I was in a cab listening to music on my AirPods, and just as we were pulling up, I switched to Transparency Mode and heard a song playing over the car’s radio that sounded kinda familiar. I knew it was a remix of some tune I wanted to know, and managed to Shazam it before getting out.
Looking into it later, I realized the melody was what I’d been trying to figure out about Charli XCX’s White Mercedes for over a year. Why does that one line she sings — literally the line “like a white Mercedes” — sound like some other song I can’t name? It turns out, it’s literally a song I would have absorbed from the world around me but never intentionally listened to: One Direction’s Night Changes from 2014. Ahhh it’s so good to have that itch scratched! And there are so many more like this I’ve yet to solve.
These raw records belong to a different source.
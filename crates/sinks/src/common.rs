//! Common types shared by all sinks
//!
//! The `Sink` trait, its error type and the line format used by the text
//! sinks.

use std::fmt::Write as FmtWrite;

use async_trait::async_trait;
use chrono::SecondsFormat;
use sluice_journal::JournalEntry;
use thiserror::Error;

/// Downstream destination for dispatched batches
///
/// A write either accepts the whole batch or fails; the dispatcher decides
/// whether to retry.
#[async_trait]
pub trait Sink: Send + Sync {
    /// Sink type name for logging and metrics
    fn name(&self) -> &'static str;

    /// Write one batch
    ///
    /// # Errors
    ///
    /// Returns `SinkError` if the batch was not durably accepted.
    async fn write(&self, batch: &[JournalEntry]) -> Result<(), SinkError>;

    /// Push any buffered output to its destination
    async fn flush(&self) -> Result<(), SinkError> {
        Ok(())
    }
}

/// Common sink errors
#[derive(Debug, Error)]
pub enum SinkError {
    /// Sink initialization failed
    #[error("failed to initialize sink: {0}")]
    Init(String),

    /// Failed to write data
    #[error("write failed: {0}")]
    Write(String),

    /// I/O error
    #[error("I/O error: {0}")]
    Io(#[from] std::io::Error),

    /// Sink no longer accepts writes
    #[error("sink closed")]
    Closed,
}

impl SinkError {
    /// Create an initialization error
    pub fn init(msg: impl Into<String>) -> Self {
        Self::Init(msg.into())
    }

    /// Create a write error
    pub fn write(msg: impl Into<String>) -> Self {
        Self::Write(msg.into())
    }
}

/// Append one entry as a single text line
///
/// `{received_at} {payload}` with an optional `[offset]` prefix. Control
/// characters in UTF-8 payloads are escaped so every entry stays on one
/// line; binary payloads are hex encoded.
pub fn format_line(entry: &JournalEntry, with_offset: bool, buf: &mut String) {
    if with_offset {
        let _ = write!(buf, "[{}] ", entry.offset);
    }
    buf.push_str(
        &entry
            .received_at
            .to_rfc3339_opts(SecondsFormat::Millis, true),
    );
    buf.push(' ');
    append_escaped_payload(buf, &entry.payload);
    buf.push('\n');
}

/// Format a whole batch, one line per entry
pub fn format_batch(batch: &[JournalEntry], with_offset: bool) -> String {
    let mut buf = String::with_capacity(batch.iter().map(|e| e.len() + 32).sum());
    for entry in batch {
        format_line(entry, with_offset, &mut buf);
    }
    buf
}

fn append_escaped_payload(buf: &mut String, payload: &[u8]) {
    if let Ok(text) = std::str::from_utf8(payload) {
        for ch in text.chars() {
            match ch {
                '\n' => buf.push_str("\\n"),
                '\r' => buf.push_str("\\r"),
                '\t' => buf.push_str("\\t"),
                '\\' => buf.push_str("\\\\"),
                c if c.is_control() => {
                    let _ = write!(buf, "\\x{:02x}", c as u32);
                }
                c => buf.push(c),
            }
        }
    } else {
        const MAX_HEX_BYTES: usize = 256;
        let shown = payload.len().min(MAX_HEX_BYTES);

        buf.push_str("0x");
        for byte in &payload[..shown] {
            let _ = write!(buf, "{:02x}", byte);
        }
        if payload.len() > shown {
            let _ = write!(buf, "...(+{} bytes)", payload.len() - shown);
        }
    }
}

#[cfg(test)]
#[path = "common_test.rs"]
mod common_test;
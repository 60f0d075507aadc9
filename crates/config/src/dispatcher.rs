//! Processing stage and output dispatcher configuration

use serde::Deserialize;
use std::time::Duration;

/// Processing stage settings
///
/// ```toml
/// [processing]
/// workers = 4
/// ```
#[derive(Debug, Clone, Deserialize)]
#[serde(default)]
pub struct ProcessingConfig {
    /// Number of process-stage workers
    /// Default: number of CPU cores
    pub workers: usize,
}

impl Default for ProcessingConfig {
    fn default() -> Self {
        Self {
            workers: num_cpus(),
        }
    }
}

/// Output dispatcher settings
///
/// ```toml
/// [dispatcher]
/// batch_size = 500
/// flush_interval = "1s"
/// max_retries = 3
/// initial_backoff = "100ms"
/// max_backoff = "5s"
/// ```
#[derive(Debug, Clone, Deserialize)]
#[serde(default)]
pub struct DispatcherConfig {
    /// Maximum messages per sink write
    pub batch_size: usize,

    /// Tick interval for flushing partial batches
    #[serde(with = "humantime_serde")]
    pub flush_interval: Duration,

    /// Retries after the first failed write (0 = no retry)
    pub max_retries: u32,

    /// Backoff before the first retry; doubles per attempt
    #[serde(with = "humantime_serde")]
    pub initial_backoff: Duration,

    /// Upper bound for the retry backoff
    #[serde(with = "humantime_serde")]
    pub max_backoff: Duration,
}

impl Default for DispatcherConfig {
    fn default() -> Self {
        Self {
            batch_size: 500,
            flush_interval: Duration::from_secs(1),
            max_retries: 3,
            initial_backoff: Duration::from_millis(100),
            max_backoff: Duration::from_secs(5),
        }
    }
}

/// Get the number of available CPUs, defaulting to 4 if detection fails
fn num_cpus() -> usize {
    std::thread::available_parallelism()
        .map(|n| n.get())
        .unwrap_or(4)
}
Let me say it again for the search engines: Charli XCX’s White Mercedes sounds like, samples, or contains an interpolation from One Direction’s Night Changes.
Another similar thing happened as I was playing WarioWare Inc. (GBA, 2003) again for the first time in years. The background music in one stage awoke some long dormant memory and I needed to know what pop song from my younger days it sounded like. After a lot of humming aloud and trying to Shazam it and searching online… I concluded that the song it reminded me of was… itself. It’s called Drifting Away, and I must have really loved it back when I was playing the game for the first time.
Speaking of retro games, I lasted a full week. The Anbernic RG35XX I said I wouldn’t buy since I already have a Retroid Pocket Flip is now on the way to me from China. There are some reports of shoddy QA and long-term durability, but for S$90 I think that’s to be expected.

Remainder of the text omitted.